Увиливая, я поинтересовалась, что она чувствовала, когда отправлялась в Одессу преподавать.
– Волнение, но и радостное возбуждение. Я не знала чего здесь ожидать, что брать с собой, как себя вести. Самоуверенность меня очень подвела.
– Что ты имеешь в виду?
– Приехав сюда, я не стала вникать в местные порядки, а сразу ринулась в бой, точно бешеный берсерк. Глупый, заносчивый берсерк двадцати трех лет от роду. Мне было плевать на местные неписаные правила и иерархию. Мне казалось, что коллеги последуют за мной, заразившись моим воодушевлением и моими идеями. Я сразу отпугнула свою начальницу, потому что выносила непреложные приговоры быстрее, чем успевала обдумать ее точку зрения. Будь я немного постарше и поумнее, все могло бы сложиться совсем иначе.
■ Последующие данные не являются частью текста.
//! The shared escape table for JSON strings.
//!
//! One immutable static mapping serves both directions: the parser resolves
//! escape letters into raw bytes, the generator turns raw bytes back into
//! their two-character escape forms. It is never mutated after
//! initialization, so it is safe to share across arbitrarily many
//! concurrent parse/generate calls.

/// `(escape letter, raw byte)` pairs for the eight single-character escapes.
static ESCAPES: &[(u8, u8)] = &[
    (b'"', b'"'),
    (b'\\', b'\\'),
    (b'/', b'/'),
    (b'b', 0x08),
    (b'f', 0x0C),
    (b'n', b'\n'),
    (b'r', b'\r'),
    (b't', b'\t'),
];

/// Resolve an escape letter (the byte after a backslash) to its raw byte.
/// Returns `None` for letters with no single-character mapping (`u` and
/// everything unrecognized).
pub(crate) fn unescape(letter: u8) -> Option<u8> {
    ESCAPES
        .iter()
        .find(|&&(esc, _)| esc == letter)
        .map(|&(_, raw)| raw)
}

/// Resolve a raw byte to its escape letter, if it has a two-character form.
pub(crate) fn escape(raw: u8) -> Option<u8> {
    ESCAPES
        .iter()
        .find(|&&(_, r)| r == raw)
        .map(|&(esc, _)| esc)
}
//! Recursive-descent JSON parser.
//!
//! The parser walks a byte cursor over the input text with one method per
//! grammar production and builds a [`Value`] tree bottom-up. It fails fast
//! on the first grammar violation: no recovery, no partial trees.
//!
//! # Key design decisions
//!
//! - **Syntactic number classification**: a literal is an [`Value::Integer`]
//!   iff no `.`, `e`, or `E` follows its integer part. `1e10` is a float
//!   even though it is numerically whole; `0` is an integer.
//! - **Permissive commas**: a comma is an optional separator consumed after
//!   any array element or object member, so trailing commas (`[1,2,]`) and
//!   missing commas (`[1 2]`) are both accepted. Only a missing closing
//!   bracket or brace is an error.
//! - **First key wins**: a duplicate object key is silently discarded; the
//!   member parsed first stays.
//! - **Full `\u` decoding**: surrogate pairs combine into one code point;
//!   lone or unpaired surrogates are rejected.

use std::collections::BTreeMap;

use crate::error::{ParseError, Result};
use crate::escape;
use crate::value::Value;

/// Parse a JSON document into a [`Value`] tree.
///
/// The document must contain exactly one value; trailing non-whitespace
/// content is [`ParseError::RootNotSingular`]. Each call owns a private
/// cursor over the input; no state is shared across calls.
pub fn parse(input: &str) -> Result<Value> {
    let mut parser = Parser::new(input);
    parser.parse_document()
}

/// Cursor-based parser over a read-only view of the input text.
struct Parser<'a> {
    src: &'a str,
    pos: usize,
}

impl<'a> Parser<'a> {
    fn new(src: &'a str) -> Self {
        Self { src, pos: 0 }
    }

    /// Top level: one value, then nothing but whitespace.
    fn parse_document(&mut self) -> Result<Value> {
        let value = self.parse_value()?;
        self.parse_whitespace();
        if self.pos != self.src.len() {
            return Err(ParseError::RootNotSingular);
        }
        Ok(value)
    }

    fn peek(&self) -> Option<u8> {
        self.src.as_bytes().get(self.pos).copied()
    }

    /// Space, tab, newline, and carriage return are insignificant and are
    /// skipped before every token boundary.
    fn parse_whitespace(&mut self) {
        let bytes = self.src.as_bytes();
        while let Some(&b) = bytes.get(self.pos) {
            if matches!(b, b' ' | b'\t' | b'\n' | b'\r') {
                self.pos += 1;
            } else {
                break;
            }
        }
    }

    /// Dispatch on the first non-whitespace byte. End of input where a
    /// value is required is `ExpectValue`; everything unrecognized falls
    /// through to the number production and fails there as `InvalidValue`.
    fn parse_value(&mut self) -> Result<Value> {
        self.parse_whitespace();
        match self.peek() {
            None => Err(ParseError::ExpectValue),
            Some(b'n') => self.parse_literal("null", Value::Null),
            Some(b't') => self.parse_literal("true", Value::Bool(true)),
            Some(b'f') => self.parse_literal("false", Value::Bool(false)),
            Some(b'"') => Ok(Value::String(self.parse_string()?)),
            Some(b'[') => self.parse_array(),
            Some(b'{') => self.parse_object(),
            Some(_) => self.parse_number(),
        }
    }

    /// Exact match of `null`, `true`, or `false`.
    fn parse_literal(&mut self, literal: &str, value: Value) -> Result<Value> {
        if self.src.as_bytes()[self.pos..].starts_with(literal.as_bytes()) {
            self.pos += literal.len();
            Ok(value)
        } else {
            Err(ParseError::InvalidValue)
        }
    }

    /// Grammar-level number recognition followed by semantic
    /// classification.
    ///
    /// The scanner consumes an optional `-`, then either a single `0` or a
    /// nonzero digit run. If the next byte is none of `.`, `e`, `E`, the
    /// scanned text is an integer; `i64` conversion can then only fail on
    /// range overflow, which maps to `NumberTooBig`. Otherwise the
    /// fraction and exponent are consumed and the full text is a float;
    /// overflow to infinity is `NumberTooBig`.
    fn parse_number(&mut self) -> Result<Value> {
        let bytes = self.src.as_bytes();
        let start = self.pos;
        let mut end = self.pos;

        if bytes.get(end) == Some(&b'-') {
            end += 1;
        }
        match bytes.get(end) {
            Some(b'0') => end += 1,
            Some(b) if b.is_ascii_digit() => {
                while bytes.get(end).is_some_and(|b| b.is_ascii_digit()) {
                    end += 1;
                }
            }
            _ => return Err(ParseError::InvalidValue),
        }

        let is_integer = !matches!(bytes.get(end), Some(b'.') | Some(b'e') | Some(b'E'));
        if is_integer {
            // Sign-plus-digits text: the only possible conversion failure
            // is range overflow.
            let number = self.src[start..end]
                .parse::<i64>()
                .map_err(|_| ParseError::NumberTooBig)?;
            self.pos = end;
            return Ok(Value::Integer(number));
        }

        if bytes.get(end) == Some(&b'.') {
            end += 1;
            if !bytes.get(end).is_some_and(|b| b.is_ascii_digit()) {
                return Err(ParseError::InvalidValue);
            }
            while bytes.get(end).is_some_and(|b| b.is_ascii_digit()) {
                end += 1;
            }
        }
        if matches!(bytes.get(end), Some(b'e') | Some(b'E')) {
            end += 1;
            match bytes.get(end) {
                Some(b'+') | Some(b'-') => end += 1,
                Some(b) if b.is_ascii_digit() => end += 1,
                _ => return Err(ParseError::InvalidValue),
            }
            while bytes.get(end).is_some_and(|b| b.is_ascii_digit()) {
                end += 1;
            }
        }

        let number = self.src[start..end]
            .parse::<f64>()
            .map_err(|_| ParseError::InvalidValue)?;
        if number.is_infinite() {
            return Err(ParseError::NumberTooBig);
        }
        self.pos = end;
        Ok(Value::Float(number))
    }

    /// Parse a quoted string with escape sequences resolved.
    ///
    /// Shared by the string value production and the object key
    /// production. Verbatim runs are copied as whole chunks; `"` and `\`
    /// are ASCII, so chunk boundaries always fall on character
    /// boundaries of the UTF-8 input.
    fn parse_string(&mut self) -> Result<String> {
        self.parse_whitespace();
        if self.peek() != Some(b'"') {
            return Err(ParseError::InvalidValue);
        }
        self.pos += 1;

        let bytes = self.src.as_bytes();
        let mut out = String::new();
        loop {
            let chunk_start = self.pos;
            while self
                .peek()
                .is_some_and(|b| b != b'"' && b != b'\\')
            {
                self.pos += 1;
            }
            out.push_str(&self.src[chunk_start..self.pos]);

            match self.peek() {
                // Unterminated string.
                None => return Err(ParseError::InvalidValue),
                Some(b'"') => {
                    self.pos += 1;
                    return Ok(out);
                }
                Some(_) => {
                    // Backslash: resolve the escape.
                    self.pos += 1;
                    match bytes.get(self.pos) {
                        None => return Err(ParseError::InvalidValue),
                        Some(&b'u') => {
                            self.pos += 1;
                            out.push(self.parse_unicode()?);
                        }
                        Some(&letter) => match escape::unescape(letter) {
                            Some(raw) => {
                                out.push(raw as char);
                                self.pos += 1;
                            }
                            None => return Err(ParseError::InvalidValue),
                        },
                    }
                }
            }
        }
    }

    /// Decode a `\uXXXX` escape, combining UTF-16 surrogate pairs.
    ///
    /// The cursor sits just past the `u`. A high surrogate must be
    /// followed immediately by `\uXXXX` holding a low surrogate; anything
    /// else, including a lone low surrogate, is `InvalidValue`.
    fn parse_unicode(&mut self) -> Result<char> {
        let high = self.parse_hex4()?;
        match high {
            0xD800..=0xDBFF => {
                let bytes = self.src.as_bytes();
                if bytes.get(self.pos) != Some(&b'\\') || bytes.get(self.pos + 1) != Some(&b'u') {
                    return Err(ParseError::InvalidValue);
                }
                self.pos += 2;
                let low = self.parse_hex4()?;
                if !(0xDC00..=0xDFFF).contains(&low) {
                    return Err(ParseError::InvalidValue);
                }
                let code_point =
                    0x10000 + ((u32::from(high) - 0xD800) << 10) + (u32::from(low) - 0xDC00);
                char::from_u32(code_point).ok_or(ParseError::InvalidValue)
            }
            0xDC00..=0xDFFF => Err(ParseError::InvalidValue),
            _ => char::from_u32(u32::from(high)).ok_or(ParseError::InvalidValue),
        }
    }

    /// Read exactly 4 hex digits.
    fn parse_hex4(&mut self) -> Result<u16> {
        let bytes = self.src.as_bytes();
        let mut units: u16 = 0;
        for offset in 0..4 {
            let digit = bytes
                .get(self.pos + offset)
                .and_then(|&b| (b as char).to_digit(16))
                .ok_or(ParseError::InvalidValue)?;
            units = units * 16 + digit as u16;
        }
        self.pos += 4;
        Ok(units)
    }

    /// `[`, zero or more comma-separated values, `]`.
    fn parse_array(&mut self) -> Result<Value> {
        self.pos += 1;
        let mut array = Vec::new();
        loop {
            self.parse_whitespace();
            match self.peek() {
                // Missing closing bracket.
                None => return Err(ParseError::InvalidValue),
                Some(b']') => {
                    self.pos += 1;
                    return Ok(Value::Array(array));
                }
                Some(_) => {
                    array.push(self.parse_value()?);
                    self.parse_whitespace();
                    if self.peek() == Some(b',') {
                        self.pos += 1;
                    }
                }
            }
        }
    }

    /// `{`, zero or more `"key": value` members, `}`.
    fn parse_object(&mut self) -> Result<Value> {
        self.pos += 1;
        let mut object = BTreeMap::new();
        loop {
            self.parse_whitespace();
            match self.peek() {
                // Missing closing brace.
                None => return Err(ParseError::InvalidValue),
                Some(b'}') => {
                    self.pos += 1;
                    return Ok(Value::Object(object));
                }
                Some(_) => {
                    let key = self.parse_string()?;
                    self.parse_whitespace();
                    if self.peek() != Some(b':') {
                        return Err(ParseError::InvalidValue);
                    }
                    self.pos += 1;
                    let value = self.parse_value()?;
                    // First occurrence wins; later duplicates are dropped.
                    object.entry(key).or_insert(value);
                    self.parse_whitespace();
                    if self.peek() == Some(b',') {
                        self.pos += 1;
                    }
                }
            }
        }
    }
}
Я кивнула и кое-что взяла себе на заметку. Смотреть во все глаза. Приспосабливаться. Не бежать впереди паровоза. Не быть самонадеянной. Не выкидывать фортеля, не подымать хипеж. Ждать. Слушать. Думать. Таки да, мне хотелось с начала быть такой умной, как Джейн опосля.
Она вздохнула, словно обратно переживала мучительные минуты.
– Дорогая, – приобнял ее Тенс. – Как ты можешь кому-то не нравиться? Ты такая искренняя, такая увлекающаяся. Именно это я и люблю в тебе. Ты исключительная. Редкая. Красивая. Оригинальная.
– Насчет всего этого не знаю, но в одном ты прав. Я другая. Не такая, как все. И совсем не украинка. Обычно я была не прочь выделяться из общей массы. Но временами приходилось несладко. Особенно здесь.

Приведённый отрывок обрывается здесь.